━━ DATA TO EXAMINE

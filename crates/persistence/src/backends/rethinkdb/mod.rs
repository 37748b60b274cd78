//! RethinkDB backend.
//!
//! Speaks the JSON wire protocol directly: a V1_0 handshake with
//! SCRAM-SHA-256 authentication, then token-multiplexed queries over a single
//! connection. Documents are keyed by a string `id`. Physical table names
//! follow [`NamingRules::RETHINKDB`](crate::tenant::NamingRules::RETHINKDB)
//! (`tenant_type`). Change feeds are supported; secondary indexes are not.
//!
//! # Example
//!
//! ```no_run
//! use neutrino_persistence::backends::rethinkdb::{RethinkBackend, RethinkBackendConfig};
//!
//! let backend = RethinkBackend::new("rethinkdb://localhost:28015", RethinkBackendConfig::default());
//! ```

mod backend;
mod changes;
mod protocol;
mod session;
mod storage;
mod term;

pub use backend::{DEFAULT_PORT, ID_FIELD, RethinkBackend, RethinkBackendConfig, RethinkConnector};
pub use session::RethinkSession;
//! Documents and document identifiers.
//!
//! A [`Document`] is a JSON object. The name of its identifier field depends
//! on the backend (`_id` for MongoDB, `id` for RethinkDB and the in-memory
//! backend), so every helper here takes the field name explicitly.

use serde_json::{Map, Value};
use uuid::Uuid;

use crate::error::{StorageResult, ValidationError};

/// A mapping from field name to JSON value.
pub type Document = Map<String, Value>;

/// Generates a globally unique document identifier.
///
/// Identifiers are UUID v4 values rendered as 32 lowercase hex digits with no
/// dashes.
pub fn generate_id() -> String {
    Uuid::new_v4().simple().to_string()
}

/// Returns the identifier of `doc`, if it has a string one.
pub fn document_id<'a>(doc: &'a Document, id_field: &str) -> Option<&'a str> {
    doc.get(id_field).and_then(Value::as_str)
}

/// Makes sure `doc` carries an identifier and returns it.
///
/// A missing or `null` identifier is replaced by [`generate_id`]. Any other
/// non-string identifier is rejected.
pub fn ensure_id(doc: &mut Document, id_field: &str) -> StorageResult<String> {
    match doc.get(id_field) {
        None | Some(Value::Null) => {
            let id = generate_id();
            doc.insert(id_field.to_string(), Value::String(id.clone()));
            Ok(id)
        }
        Some(Value::String(id)) if !id.is_empty() => Ok(id.clone()),
        Some(other) => Err(ValidationError::InvalidDocument {
            message: format!("identifier field '{id_field}' must be a non-empty string, got {other}"),
        }
        .into()),
    }
}

/// Converts a JSON value into a [`Document`].
///
/// # Errors
///
/// Returns `ValidationError::InvalidDocument` if `value` is not an object.
pub fn into_document(value: Value) -> StorageResult<Document> {
    match value {
        Value::Object(map) => Ok(map),
        other => Err(ValidationError::InvalidDocument {
            message: format!("expected a JSON object, got {other}"),
        }
        .into()),
    }
}

#[cfg(test)]
mod tests {
    use std::collections::HashSet;

    use serde_json::json;

    use super::*;

    #[test]
    fn test_generated_ids_are_unique_hex() {
        let ids: HashSet<String> = (0..1000).map(|_| generate_id()).collect();
        assert_eq!(ids.len(), 1000);
        for id in &ids {
            assert_eq!(id.len(), 32);
            assert!(id.chars().all(|c| c.is_ascii_hexdigit() && !c.is_ascii_uppercase()));
        }
    }

    #[test]
    fn test_ensure_id_generates_when_missing() {
        let mut doc = into_document(json!({"name": "widget"})).unwrap();
        let id = ensure_id(&mut doc, "_id").unwrap();
        assert_eq!(document_id(&doc, "_id"), Some(id.as_str()));
    }

    #[test]
    fn test_ensure_id_generates_when_null() {
        let mut doc = into_document(json!({"id": null})).unwrap();
        let id = ensure_id(&mut doc, "id").unwrap();
        assert_eq!(doc["id"], json!(id));
    }

    #[test]
    fn test_ensure_id_keeps_existing() {
        let mut doc = into_document(json!({"id": "fixed", "n": 1})).unwrap();
        assert_eq!(ensure_id(&mut doc, "id").unwrap(), "fixed");
        assert_eq!(doc.len(), 2);
    }

    #[test]
    fn test_ensure_id_rejects_non_string() {
        let mut doc = into_document(json!({"id": 7})).unwrap();
        assert!(ensure_id(&mut doc, "id").is_err());

        let mut doc = into_document(json!({"id": ""})).unwrap();
        assert!(ensure_id(&mut doc, "id").is_err());
    }

    #[test]
    fn test_into_document_rejects_scalars() {
        assert!(into_document(json!([1, 2])).is_err());
        assert!(into_document(json!("x")).is_err());
    }
}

━━━━

WHAT THE EXERCISE ASKS:
Copy whichever lines in the listing above contain the word "HashSet".

SOLUTION BELOW:
    use std::collections::HashSet;
        let ids: HashSet<String> = (0..1000).map(|_| generate_id()).collect();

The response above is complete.